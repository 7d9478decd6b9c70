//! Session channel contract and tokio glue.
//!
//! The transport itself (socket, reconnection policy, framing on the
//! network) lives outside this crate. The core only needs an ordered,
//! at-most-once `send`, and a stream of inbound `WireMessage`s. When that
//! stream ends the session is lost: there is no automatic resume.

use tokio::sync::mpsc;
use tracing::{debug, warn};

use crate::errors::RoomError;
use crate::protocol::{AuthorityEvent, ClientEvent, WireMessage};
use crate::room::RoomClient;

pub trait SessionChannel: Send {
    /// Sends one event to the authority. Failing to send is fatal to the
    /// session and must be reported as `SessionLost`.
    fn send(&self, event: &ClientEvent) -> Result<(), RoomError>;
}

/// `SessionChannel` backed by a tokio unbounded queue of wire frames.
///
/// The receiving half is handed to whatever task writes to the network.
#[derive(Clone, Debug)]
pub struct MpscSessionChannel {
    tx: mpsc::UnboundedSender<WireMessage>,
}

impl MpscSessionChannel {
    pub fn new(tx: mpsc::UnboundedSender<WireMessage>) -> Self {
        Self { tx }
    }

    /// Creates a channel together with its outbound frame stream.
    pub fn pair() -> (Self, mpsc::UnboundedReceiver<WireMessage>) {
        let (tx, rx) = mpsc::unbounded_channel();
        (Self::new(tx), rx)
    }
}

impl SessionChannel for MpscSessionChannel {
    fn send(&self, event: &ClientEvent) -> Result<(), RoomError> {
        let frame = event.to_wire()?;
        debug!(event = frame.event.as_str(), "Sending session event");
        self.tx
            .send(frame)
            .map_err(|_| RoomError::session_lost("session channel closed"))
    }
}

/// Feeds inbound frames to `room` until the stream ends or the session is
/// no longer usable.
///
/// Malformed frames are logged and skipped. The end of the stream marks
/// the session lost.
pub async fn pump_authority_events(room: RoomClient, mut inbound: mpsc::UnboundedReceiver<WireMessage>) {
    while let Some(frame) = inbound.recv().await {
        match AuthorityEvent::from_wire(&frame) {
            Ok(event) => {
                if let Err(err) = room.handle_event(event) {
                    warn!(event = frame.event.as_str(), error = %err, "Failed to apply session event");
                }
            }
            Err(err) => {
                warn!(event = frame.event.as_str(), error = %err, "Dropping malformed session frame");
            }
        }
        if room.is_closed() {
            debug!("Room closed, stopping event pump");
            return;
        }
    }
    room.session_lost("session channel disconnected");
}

---*---

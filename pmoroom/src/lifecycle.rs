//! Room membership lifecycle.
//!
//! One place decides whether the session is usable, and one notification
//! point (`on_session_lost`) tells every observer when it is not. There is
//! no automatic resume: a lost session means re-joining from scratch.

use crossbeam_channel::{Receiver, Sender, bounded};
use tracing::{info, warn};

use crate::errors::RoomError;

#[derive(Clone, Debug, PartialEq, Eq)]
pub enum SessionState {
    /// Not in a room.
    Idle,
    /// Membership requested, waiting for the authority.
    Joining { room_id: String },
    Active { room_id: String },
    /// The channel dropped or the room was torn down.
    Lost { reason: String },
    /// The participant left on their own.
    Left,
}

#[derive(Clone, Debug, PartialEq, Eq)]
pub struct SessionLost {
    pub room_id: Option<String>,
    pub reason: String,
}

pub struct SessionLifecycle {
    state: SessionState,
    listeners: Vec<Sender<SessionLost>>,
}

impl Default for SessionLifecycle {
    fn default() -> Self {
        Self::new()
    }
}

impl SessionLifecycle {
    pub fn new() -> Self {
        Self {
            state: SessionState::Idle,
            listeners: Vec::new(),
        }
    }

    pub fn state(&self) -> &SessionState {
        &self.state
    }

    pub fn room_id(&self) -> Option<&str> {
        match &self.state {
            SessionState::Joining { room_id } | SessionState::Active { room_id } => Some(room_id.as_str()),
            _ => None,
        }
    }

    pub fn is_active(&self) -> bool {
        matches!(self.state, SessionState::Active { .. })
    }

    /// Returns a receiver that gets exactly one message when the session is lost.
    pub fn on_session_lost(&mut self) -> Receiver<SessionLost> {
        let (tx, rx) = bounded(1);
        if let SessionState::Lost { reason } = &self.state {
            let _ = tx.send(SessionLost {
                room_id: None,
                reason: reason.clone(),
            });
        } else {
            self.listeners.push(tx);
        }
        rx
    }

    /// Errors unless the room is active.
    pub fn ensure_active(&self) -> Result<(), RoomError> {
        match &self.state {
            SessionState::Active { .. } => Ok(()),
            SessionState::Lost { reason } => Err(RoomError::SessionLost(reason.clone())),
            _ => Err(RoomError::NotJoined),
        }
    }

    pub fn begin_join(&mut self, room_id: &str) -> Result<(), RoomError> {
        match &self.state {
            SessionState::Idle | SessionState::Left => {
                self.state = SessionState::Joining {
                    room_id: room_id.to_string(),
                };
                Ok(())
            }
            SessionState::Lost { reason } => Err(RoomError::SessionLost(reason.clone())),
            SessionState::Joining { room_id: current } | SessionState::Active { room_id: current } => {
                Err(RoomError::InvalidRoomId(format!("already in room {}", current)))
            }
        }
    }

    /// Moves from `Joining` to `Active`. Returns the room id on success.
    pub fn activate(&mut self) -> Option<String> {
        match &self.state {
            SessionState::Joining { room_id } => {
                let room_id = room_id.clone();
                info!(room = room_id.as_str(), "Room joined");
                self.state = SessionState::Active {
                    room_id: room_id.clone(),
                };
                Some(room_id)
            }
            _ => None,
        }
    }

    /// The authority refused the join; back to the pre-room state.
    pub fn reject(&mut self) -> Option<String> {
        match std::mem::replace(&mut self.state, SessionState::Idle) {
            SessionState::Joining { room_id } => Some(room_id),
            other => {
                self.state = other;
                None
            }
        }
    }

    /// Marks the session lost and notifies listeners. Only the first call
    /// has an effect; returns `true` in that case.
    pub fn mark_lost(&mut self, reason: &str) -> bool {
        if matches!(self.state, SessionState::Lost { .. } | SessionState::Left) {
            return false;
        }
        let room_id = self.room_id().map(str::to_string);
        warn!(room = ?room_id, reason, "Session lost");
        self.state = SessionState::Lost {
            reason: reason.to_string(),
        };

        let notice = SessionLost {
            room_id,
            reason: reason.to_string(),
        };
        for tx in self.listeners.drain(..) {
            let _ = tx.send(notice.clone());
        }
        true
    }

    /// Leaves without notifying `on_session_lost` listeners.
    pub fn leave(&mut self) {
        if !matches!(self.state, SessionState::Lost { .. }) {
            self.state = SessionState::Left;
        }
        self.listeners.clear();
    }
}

---*---

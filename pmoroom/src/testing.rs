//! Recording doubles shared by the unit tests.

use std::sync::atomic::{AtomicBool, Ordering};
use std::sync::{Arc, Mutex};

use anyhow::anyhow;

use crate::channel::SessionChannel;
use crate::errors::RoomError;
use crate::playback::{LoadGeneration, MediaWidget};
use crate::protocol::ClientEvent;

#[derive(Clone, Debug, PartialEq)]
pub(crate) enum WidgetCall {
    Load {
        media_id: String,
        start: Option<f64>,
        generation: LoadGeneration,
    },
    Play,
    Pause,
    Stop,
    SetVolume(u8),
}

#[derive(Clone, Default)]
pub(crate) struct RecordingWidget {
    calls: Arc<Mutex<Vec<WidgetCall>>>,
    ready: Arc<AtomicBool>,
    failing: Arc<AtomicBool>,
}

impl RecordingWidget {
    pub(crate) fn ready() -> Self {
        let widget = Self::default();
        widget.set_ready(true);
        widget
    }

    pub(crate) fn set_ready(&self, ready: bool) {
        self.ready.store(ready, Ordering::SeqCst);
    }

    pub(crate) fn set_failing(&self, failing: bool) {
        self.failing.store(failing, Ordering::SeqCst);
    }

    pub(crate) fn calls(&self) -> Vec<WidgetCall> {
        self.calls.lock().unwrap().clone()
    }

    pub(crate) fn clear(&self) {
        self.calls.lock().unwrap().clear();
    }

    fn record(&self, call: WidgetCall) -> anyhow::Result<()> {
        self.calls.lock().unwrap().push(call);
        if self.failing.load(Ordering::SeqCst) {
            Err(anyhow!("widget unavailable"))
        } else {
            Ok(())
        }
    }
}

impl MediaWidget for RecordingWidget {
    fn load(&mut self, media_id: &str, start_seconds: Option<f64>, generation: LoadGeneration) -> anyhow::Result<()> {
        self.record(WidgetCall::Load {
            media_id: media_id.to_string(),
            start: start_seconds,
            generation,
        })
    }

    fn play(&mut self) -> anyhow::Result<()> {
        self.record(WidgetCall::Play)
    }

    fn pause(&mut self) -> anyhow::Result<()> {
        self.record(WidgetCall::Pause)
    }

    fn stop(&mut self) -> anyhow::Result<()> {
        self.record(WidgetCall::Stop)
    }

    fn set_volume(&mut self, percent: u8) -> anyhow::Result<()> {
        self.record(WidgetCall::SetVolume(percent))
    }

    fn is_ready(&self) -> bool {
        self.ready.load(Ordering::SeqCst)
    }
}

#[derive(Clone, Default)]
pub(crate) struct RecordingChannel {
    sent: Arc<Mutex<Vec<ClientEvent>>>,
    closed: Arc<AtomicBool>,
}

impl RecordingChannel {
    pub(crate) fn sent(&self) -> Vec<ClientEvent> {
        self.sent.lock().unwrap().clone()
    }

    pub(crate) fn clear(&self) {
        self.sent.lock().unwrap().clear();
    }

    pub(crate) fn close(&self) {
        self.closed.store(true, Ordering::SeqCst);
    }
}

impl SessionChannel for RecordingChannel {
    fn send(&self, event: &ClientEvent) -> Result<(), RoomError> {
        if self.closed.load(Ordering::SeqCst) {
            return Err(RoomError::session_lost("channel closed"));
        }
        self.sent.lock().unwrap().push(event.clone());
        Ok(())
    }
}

---*---

INSTRUCTIONS TO FOLLOW:
Provide the number of lines in the data above that contain the string "notice", and nothing else.

ANSWER SPACE:
2